Now, all but five of 38 homes on a stretch of Greensboro have gone into mortgage or tax foreclosure since 2006. That's more than double the citywide average of 1-in-3, but its story of loss — personal, financial, physical and social — resonates throughout Detroit.
That's because foreclosure is a bomb with multiple detonations. The first comes when homes are abandoned. Then they are neglected, stripped of metals, left open for squatters and drug dealers. When nothing is left, they often burn.
In the last five years, the police conducted multiple drug raids of homes on Greensboro from Wade to just beyond Elmdale. Four homes have burned. Four were demolished last year at a cost of $15,000 apiece.
Eighteen former homeowners on Greensboro declared bankruptcy since 2006, federal records show. At least 11 families who moved from the block no longer live in Detroit.
"It was insane. Everything went just like that. I could cry just thinking about it," said Quaneda Real, who now lives in Highland Park.
She filed for bankruptcy, slept in a car for a week and moved into a house with no heat or water after losing her home on Greensboro.
Real owed $120,000 to now-insolvent Shore Bank. In 2010, the bank sold the home for $3,000 to Kelli Davis.

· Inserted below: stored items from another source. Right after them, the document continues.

//! Threshold secret retrieval: a secret is split into n Shamir shares held by
//! separate shareholders, and any t of them are raced for and recombined on
//! request, either by the coordinator (pull) or by the requester (push).

pub mod config;
pub mod error;
pub mod math;
pub mod net;
pub mod quorum;
pub mod roles;
pub mod shamir;
pub mod simulation;

pub use config::{Behavior, ClusterConfig, Topology};
pub use error::{ProtocolError, SharingError, WireError};
pub use shamir::{reconstruct, split, Share};
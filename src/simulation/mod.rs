//! 本地模拟 (Local Simulation)
//!
//! 在同一个 tokio 运行时中启动 n 个分片持有者、一个协调者和一个请求者，
//! 每个角色拥有独立的监听端口，相互之间只通过 TCP 消息通信。
//! 分片持有者的行为 (及时 / 延迟 / 沉默 / 损坏 / 离线) 由 `Scenario` 脚本化，
//! 用于验证 race-to-M 收集在慢节点与故障节点存在时的表现。

pub mod common;

use std::net::{IpAddr, SocketAddr};
use std::time::Duration;

use anyhow::Context;
use rand_core::{OsRng, RngCore};
use tokio::net::TcpListener;
use tokio::task::JoinSet;
use tokio::time::Instant;
use tracing::{debug, info};

use crate::config::{Behavior, ClusterConfig};
use crate::error::ProtocolResult;
use crate::net::Endpoint;
use crate::roles::{Coordinator, Requester, Role, Shareholder};
use crate::shamir;

pub use common::{display_secret, strip_0x, truncate_hex};

#[derive(Clone, Copy, Debug, PartialEq, Eq)]
pub enum Peer {
    Online(Behavior),
    /// Nobody listens at this shareholder's endpoint.
    Offline,
}

impl Default for Peer {
    fn default() -> Self {
        Peer::Online(Behavior::Prompt)
    }
}

#[derive(Clone, Debug)]
pub struct Scenario {
    pub config: ClusterConfig,
    pub secret: Vec<u8>,
    /// One entry per shareholder position; missing entries are `Prompt`.
    pub peers: Vec<Peer>,
}

impl Scenario {
    pub fn new(config: ClusterConfig, secret: impl Into<Vec<u8>>) -> Self {
        let peers = vec![Peer::default(); config.shares];
        Self {
            config,
            secret: secret.into(),
            peers,
        }
    }

    pub fn with_peer(mut self, position: usize, peer: Peer) -> Self {
        if position >= self.peers.len() {
            self.peers.resize(position + 1, Peer::default());
        }
        self.peers[position] = peer;
        self
    }

    /// `prompt` randomly placed shareholders answer at once; the rest are
    /// either delayed by `slow` or never answer at all.
    pub fn stragglers(config: ClusterConfig, secret: impl Into<Vec<u8>>, prompt: usize, slow: Duration) -> Self {
        Self::stragglers_with_rng(config, secret, prompt, slow, &mut OsRng)
    }

    pub fn stragglers_with_rng<R: RngCore>(
        config: ClusterConfig,
        secret: impl Into<Vec<u8>>,
        prompt: usize,
        slow: Duration,
        rng: &mut R,
    ) -> Self {
        let n = config.shares;
        let mut order: Vec<usize> = (0..n).collect();
        // Fisher-Yates
        for i in (1..n).rev() {
            let j = (rng.next_u32() as usize) % (i + 1);
            order.swap(i, j);
        }

        let mut scenario = Self::new(config, secret);
        for (rank, &position) in order.iter().enumerate() {
            let peer = if rank < prompt {
                Peer::Online(Behavior::Prompt)
            } else if rng.next_u32() % 2 == 0 {
                // Spread the stragglers out a little.
                let jitter = Duration::from_millis(u64::from(rng.next_u32() % 500));
                Peer::Online(Behavior::Delayed { delay: slow + jitter })
            } else {
                Peer::Online(Behavior::Silent)
            };
            scenario.peers[position] = peer;
        }
        scenario
    }

    fn peer(&self, position: usize) -> Peer {
        self.peers.get(position).copied().unwrap_or_default()
    }
}

#[derive(Debug)]
pub struct Outcome {
    pub recovered: ProtocolResult<Vec<u8>>,
    /// Time from the requester's start to its result.
    pub elapsed: Duration,
}

impl Outcome {
    pub fn matches(&self, secret: &[u8]) -> bool {
        matches!(&self.recovered, Ok(recovered) if recovered.as_slice() == secret)
    }
}

/// Splits the secret, starts every role, runs one retrieval, tears it all down.
pub async fn run(scenario: &Scenario) -> anyhow::Result<Outcome> {
    let config = &scenario.config;
    config.validate()?;

    let shares = shamir::split(&scenario.secret, config.threshold, config.shares)
        .context("failed to split secret")?;
    info!(
        "[SIM] split secret into {} shares, threshold {}, topology {:?}",
        shares.len(),
        config.threshold,
        config.topology
    );

    let mut cluster = JoinSet::new();
    let mut endpoints = Vec::with_capacity(shares.len());
    for (position, share) in shares.iter().enumerate() {
        let endpoint = match scenario.peer(position) {
            Peer::Online(behavior) => {
                let holder = Shareholder::bind(config.shareholder(position, *share, behavior))
                    .await
                    .with_context(|| format!("failed to start shareholder {}", share.index()))?;
                let endpoint = holder.endpoint();
                cluster.spawn(holder.run());
                endpoint
            }
            Peer::Offline => offline_endpoint(config, position).await?,
        };
        debug!(
            "[SIM] share {} -> {} ({})",
            share.index(),
            endpoint,
            truncate_hex(&share.to_string())
        );
        endpoints.push(endpoint);
    }

    let coordinator = Coordinator::bind(config.coordinator(endpoints))
        .await
        .context("failed to start coordinator")?;
    let coordinator_endpoint = coordinator.endpoint();
    cluster.spawn(coordinator.run());

    let started = Instant::now();
    let recovered = Requester::start(config.requester(coordinator_endpoint)).await;
    let elapsed = started.elapsed();

    // Tear down every listener and in-flight connection.
    cluster.shutdown().await;

    Ok(Outcome { recovered, elapsed })
}

/// An endpoint that refuses connections.
async fn offline_endpoint(config: &ClusterConfig, position: usize) -> anyhow::Result<Endpoint> {
    let endpoint = config.shareholder_endpoint(position);
    if endpoint.addr().port() != 0 {
        return Ok(endpoint);
    }
    reserve_port(config.host).await
}

async fn reserve_port(host: IpAddr) -> anyhow::Result<Endpoint> {
    let listener = TcpListener::bind(SocketAddr::new(host, 0)).await?;
    Ok(Endpoint::from(listener.local_addr()?))
}

#[cfg(test)]
mod tests {
    use super::*;
    use rand_chacha::rand_core::SeedableRng;
    use rand_chacha::ChaCha20Rng;

    #[test]
    fn stragglers_keep_exactly_prompt_responders() {
        let config = ClusterConfig::ephemeral();
        let mut rng = ChaCha20Rng::seed_from_u64(3);
        let scenario = Scenario::stragglers_with_rng(
            config,
            "pls",
            3,
            Duration::from_secs(2),
            &mut rng,
        );
        assert_eq!(scenario.peers.len(), 10);
        let prompt = scenario
            .peers
            .iter()
            .filter(|p| **p == Peer::Online(Behavior::Prompt))
            .count();
        assert_eq!(prompt, 3);
        assert!(scenario.peers.iter().all(|p| match p {
            Peer::Online(Behavior::Delayed { delay }) => *delay >= Duration::from_secs(2),
            Peer::Online(Behavior::Prompt) | Peer::Online(Behavior::Silent) => true,
            _ => false,
        }));
    }

    #[test]
    fn with_peer_overrides_a_position() {
        let scenario = Scenario::new(ClusterConfig::ephemeral(), "pls").with_peer(4, Peer::Offline);
        assert_eq!(scenario.peer(4), Peer::Offline);
        assert_eq!(scenario.peer(3), Peer::default());
        assert_eq!(scenario.peer(99), Peer::default());
    }
}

The home was empty less than a year. During that time, it was set on fire. Vandals stole pipes, the furnace and toilet. When Davis opened the door of the brick bungalow for the first time, more than a dozen pit bull puppies walked out.
Someone had left hay and adult dogs inside the home, presumably to protect it. The dogs bred, said Davis.
"I bleached the floor four times. There was (poop) everywhere," said Davis, who went through with the sale because the price was right.
Down the street, Anthony Hannaford sat on his stoop one morning, pointing at empty houses and piles of rubble and rattling off what went wrong.
That landlord stopped paying his taxes. ... That house was foreclosed after its owner went off to war in Iraq and died. ... A woman OD'd in that drug house. ... Squatters live across the street.
"We try to clean up the yards (of the abandoned homes) as much as we can, but the city doesn't come out here at all," said Hannaford, 44, who has lived on Greensboro all his life.
"But some of these houses, we just let them go. I don't want anyone breaking my windows for calling the police if they're stripping."
Ravaged by the subprime mortgage meltdown, owners of 33 of 38 homes went into foreclosure. Home values dropped, balloon interest payments rose, and many had no choice but to walk away. Clarence Tabb Jr., The Detroit News
It wasn't always this way. In 1985, still in his teens, Sims scraped together enough money for a down payment on a $24,000 house at 9425 Greensboro. He was the fourth African-American on the block. Hannaford, who is white, had been there with his parents for 15 years.
The neighborhood, part of the David Trombly's Harper Avenue subdivision, emerged in the late 1920s and early 1930s. Homes were built on lots close together and buffered by wide alleys.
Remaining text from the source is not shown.